**Provided entries**
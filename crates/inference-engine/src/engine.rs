//! Prediction Engine Implementation

use crate::bundle::ModelBundle;
use crate::InferenceError;
use feature_engine::{FeatureVector, Scaler, FEATURE_DIMENSION};
use serde::{Deserialize, Serialize};
use tracing::{debug, info};

/// Hurricane-force threshold in knots; strictly above is HIGH risk
pub const HIGH_WIND_KNOTS: f64 = 64.0;
/// Gale-force threshold in knots; strictly above is MODERATE risk
pub const MODERATE_WIND_KNOTS: f64 = 34.0;

/// Intensity category produced by the classification model
#[derive(Debug, Clone, Copy, PartialEq, Eq)]
pub enum IntensityCategory {
    /// Class 0
    TropicalDepression,
    /// Class 1
    TropicalStorm,
    /// Class 2
    Category1To2,
    /// Class 3
    Category3Plus,
}

impl IntensityCategory {
    /// Map a raw classifier output to a category.
    ///
    /// Anything outside [0, 3] breaks the classifier contract and must be
    /// surfaced as an error by the caller, never truncated.
    pub fn from_class(class: i64) -> Option<Self> {
        match class {
            0 => Some(Self::TropicalDepression),
            1 => Some(Self::TropicalStorm),
            2 => Some(Self::Category1To2),
            3 => Some(Self::Category3Plus),
            _ => None,
        }
    }

    /// Ordinal class value
    pub fn as_class(&self) -> u8 {
        match self {
            Self::TropicalDepression => 0,
            Self::TropicalStorm => 1,
            Self::Category1To2 => 2,
            Self::Category3Plus => 3,
        }
    }

    /// Human-readable tier name
    pub fn label(&self) -> &'static str {
        match self {
            Self::TropicalDepression => "Tropical Depression",
            Self::TropicalStorm => "Tropical Storm",
            Self::Category1To2 => "Category 1-2",
            Self::Category3Plus => "Category 3+",
        }
    }
}

/// Risk tier derived from the predicted wind speed
#[derive(Debug, Clone, Copy, PartialEq, Eq, Serialize, Deserialize)]
#[serde(rename_all = "UPPERCASE")]
pub enum RiskLevel {
    Low,
    Moderate,
    High,
}

impl RiskLevel {
    /// Derive the tier from a wind-speed prediction in knots.
    ///
    /// Thresholds are strict greater-than: exactly 64 or 34 knots falls to
    /// the lower tier.
    pub fn from_wind_speed(knots: f64) -> Self {
        if knots > HIGH_WIND_KNOTS {
            Self::High
        } else if knots > MODERATE_WIND_KNOTS {
            Self::Moderate
        } else {
            Self::Low
        }
    }

    /// Get string representation
    pub fn as_str(&self) -> &'static str {
        match self {
            Self::Low => "LOW",
            Self::Moderate => "MODERATE",
            Self::High => "HIGH",
        }
    }
}

/// Prediction served for a single request
#[derive(Debug, Clone, Serialize)]
pub struct Prediction {
    /// Predicted sustained wind speed, rounded to 2 decimal places
    pub wind_speed_knots: f64,
    /// Ordinal intensity category (0-3)
    pub intensity_category: u8,
    /// Tier name for the category
    pub intensity_label: &'static str,
    /// Risk tier derived from the wind prediction
    pub risk_level: RiskLevel,
}

/// Wind-speed regression model seam
pub trait WindModel: Send + Sync {
    /// Predict sustained wind speed in knots from scaled features
    fn predict(&self, features: &[f64; FEATURE_DIMENSION]) -> Result<f64, InferenceError>;
}

/// Intensity classification model seam
pub trait IntensityModel: Send + Sync {
    /// Predict the raw intensity class from scaled features
    fn predict(&self, features: &[f64; FEATURE_DIMENSION]) -> Result<i64, InferenceError>;
}

/// Serving pipeline around the fitted scaler and the two models.
///
/// Stateless per request; a single engine is shared read-only across all
/// in-flight requests.
pub struct PredictionEngine {
    scaler: Scaler,
    wind: Box<dyn WindModel>,
    intensity: Box<dyn IntensityModel>,
}

impl PredictionEngine {
    /// Create an engine from a scaler and model implementations
    pub fn new(
        scaler: Scaler,
        wind: Box<dyn WindModel>,
        intensity: Box<dyn IntensityModel>,
    ) -> Self {
        info!("Creating prediction engine");
        Self {
            scaler,
            wind,
            intensity,
        }
    }

    /// Create an engine backed by a loaded model bundle
    pub fn from_bundle(bundle: ModelBundle) -> Self {
        Self::new(
            bundle.scaler,
            Box::new(bundle.wind),
            Box::new(bundle.intensity),
        )
    }

    /// Run the full pipeline on one feature vector.
    ///
    /// Either every step succeeds and a complete prediction is returned,
    /// or the request fails; there are no partial results and no retries.
    pub fn predict(&self, features: &FeatureVector) -> Result<Prediction, InferenceError> {
        let scaled = self.scaler.transform(features);

        let wind_pred = self.wind.predict(&scaled.values)?;
        if !wind_pred.is_finite() {
            return Err(InferenceError::NonFiniteOutput(wind_pred));
        }

        let class = self.intensity.predict(&scaled.values)?;
        let category = IntensityCategory::from_class(class)
            .ok_or(InferenceError::CategoryOutOfRange(class))?;

        // Risk is derived from the raw regression output; rounding is
        // response formatting only.
        let risk_level = RiskLevel::from_wind_speed(wind_pred);

        debug!(
            "Prediction: wind={:.2}kt class={} risk={}",
            wind_pred,
            class,
            risk_level.as_str()
        );

        Ok(Prediction {
            wind_speed_knots: round_knots(wind_pred),
            intensity_category: category.as_class(),
            intensity_label: category.label(),
            risk_level,
        })
    }
}

/// Round to 2 decimal places for the response
fn round_knots(knots: f64) -> f64 {
    (knots * 100.0).round() / 100.0
}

**Exercise aim**
The records above should be reproduced in full, exactly as they read.

**Solution to this exercise**
filename crates/inference-engine/src/engine.rs
//! Prediction Engine Implementation

use crate::bundle::ModelBundle;
use crate::InferenceError;
use feature_engine::{FeatureVector, Scaler, FEATURE_DIMENSION};
use serde::{Deserialize, Serialize};
use tracing::{debug, info};

/// Hurricane-force threshold in knots; strictly above is HIGH risk
pub const HIGH_WIND_KNOTS: f64 = 64.0;
/// Gale-force threshold in knots; strictly above is MODERATE risk
pub const MODERATE_WIND_KNOTS: f64 = 34.0;

/// Intensity category produced by the classification model
#[derive(Debug, Clone, Copy, PartialEq, Eq)]
pub enum IntensityCategory {
    /// Class 0
    TropicalDepression,
    /// Class 1
    TropicalStorm,
    /// Class 2
    Category1To2,
    /// Class 3
    Category3Plus,
}

impl IntensityCategory {
    /// Map a raw classifier output to a category.
    ///
    /// Anything outside [0, 3] breaks the classifier contract and must be
    /// surfaced as an error by the caller, never truncated.
    pub fn from_class(class: i64) -> Option<Self> {
        match class {
            0 => Some(Self::TropicalDepression),
            1 => Some(Self::TropicalStorm),
            2 => Some(Self::Category1To2),
            3 => Some(Self::Category3Plus),
            _ => None,
        }
    }

    /// Ordinal class value
    pub fn as_class(&self) -> u8 {
        match self {
            Self::TropicalDepression => 0,
            Self::TropicalStorm => 1,
            Self::Category1To2 => 2,
            Self::Category3Plus => 3,
        }
    }

    /// Human-readable tier name
    pub fn label(&self) -> &'static str {
        match self {
            Self::TropicalDepression => "Tropical Depression",
            Self::TropicalStorm => "Tropical Storm",
            Self::Category1To2 => "Category 1-2",
            Self::Category3Plus => "Category 3+",
        }
    }
}

/// Risk tier derived from the predicted wind speed
#[derive(Debug, Clone, Copy, PartialEq, Eq, Serialize, Deserialize)]
#[serde(rename_all = "UPPERCASE")]
pub enum RiskLevel {
    Low,
    Moderate,
    High,
}

impl RiskLevel {
    /// Derive the tier from a wind-speed prediction in knots.
    ///
    /// Thresholds are strict greater-than: exactly 64 or 34 knots falls to
    /// the lower tier.
    pub fn from_wind_speed(knots: f64) -> Self {
        if knots > HIGH_WIND_KNOTS {
            Self::High
        } else if knots > MODERATE_WIND_KNOTS {
            Self::Moderate
        } else {
            Self::Low
        }
    }

    /// Get string representation
    pub fn as_str(&self) -> &'static str {
        match self {
            Self::Low => "LOW",
            Self::Moderate => "MODERATE",
            Self::High => "HIGH",
        }
    }
}

/// Prediction served for a single request
#[derive(Debug, Clone, Serialize)]
pub struct Prediction {
    /// Predicted sustained wind speed, rounded to 2 decimal places
    pub wind_speed_knots: f64,
    /// Ordinal intensity category (0-3)
    pub intensity_category: u8,
    /// Tier name for the category
    pub intensity_label: &'static str,
    /// Risk tier derived from the wind prediction
    pub risk_level: RiskLevel,
}

/// Wind-speed regression model seam
pub trait WindModel: Send + Sync {
    /// Predict sustained wind speed in knots from scaled features
    fn predict(&self, features: &[f64; FEATURE_DIMENSION]) -> Result<f64, InferenceError>;
}

/// Intensity classification model seam
pub trait IntensityModel: Send + Sync {
    /// Predict the raw intensity class from scaled features
    fn predict(&self, features: &[f64; FEATURE_DIMENSION]) -> Result<i64, InferenceError>;
}

/// Serving pipeline around the fitted scaler and the two models.
///
/// Stateless per request; a single engine is shared read-only across all
/// in-flight requests.
pub struct PredictionEngine {
    scaler: Scaler,
    wind: Box<dyn WindModel>,
    intensity: Box<dyn IntensityModel>,
}

impl PredictionEngine {
    /// Create an engine from a scaler and model implementations
    pub fn new(
        scaler: Scaler,
        wind: Box<dyn WindModel>,
        intensity: Box<dyn IntensityModel>,
    ) -> Self {
        info!("Creating prediction engine");
        Self {
            scaler,
            wind,
            intensity,
        }
    }

    /// Create an engine backed by a loaded model bundle
    pub fn from_bundle(bundle: ModelBundle) -> Self {
        Self::new(
            bundle.scaler,
            Box::new(bundle.wind),
            Box::new(bundle.intensity),
        )
    }

    /// Run the full pipeline on one feature vector.
    ///
    /// Either every step succeeds and a complete prediction is returned,
    /// or the request fails; there are no partial results and no retries.
    pub fn predict(&self, features: &FeatureVector) -> Result<Prediction, InferenceError> {
        let scaled = self.scaler.transform(features);

        let wind_pred = self.wind.predict(&scaled.values)?;
        if !wind_pred.is_finite() {
            return Err(InferenceError::NonFiniteOutput(wind_pred));
        }

        let class = self.intensity.predict(&scaled.values)?;
        let category = IntensityCategory::from_class(class)
            .ok_or(InferenceError::CategoryOutOfRange(class))?;

        // Risk is derived from the raw regression output; rounding is
        // response formatting only.
        let risk_level = RiskLevel::from_wind_speed(wind_pred);

        debug!(
            "Prediction: wind={:.2}kt class={} risk={}",
            wind_pred,
            class,
            risk_level.as_str()
        );

        Ok(Prediction {
            wind_speed_knots: round_knots(wind_pred),
            intensity_category: category.as_class(),
            intensity_label: category.label(),
            risk_level,
        })
    }
}

/// Round to 2 decimal places for the response
fn round_knots(knots: f64) -> f64 {
    (knots * 100.0).round() / 100.0
}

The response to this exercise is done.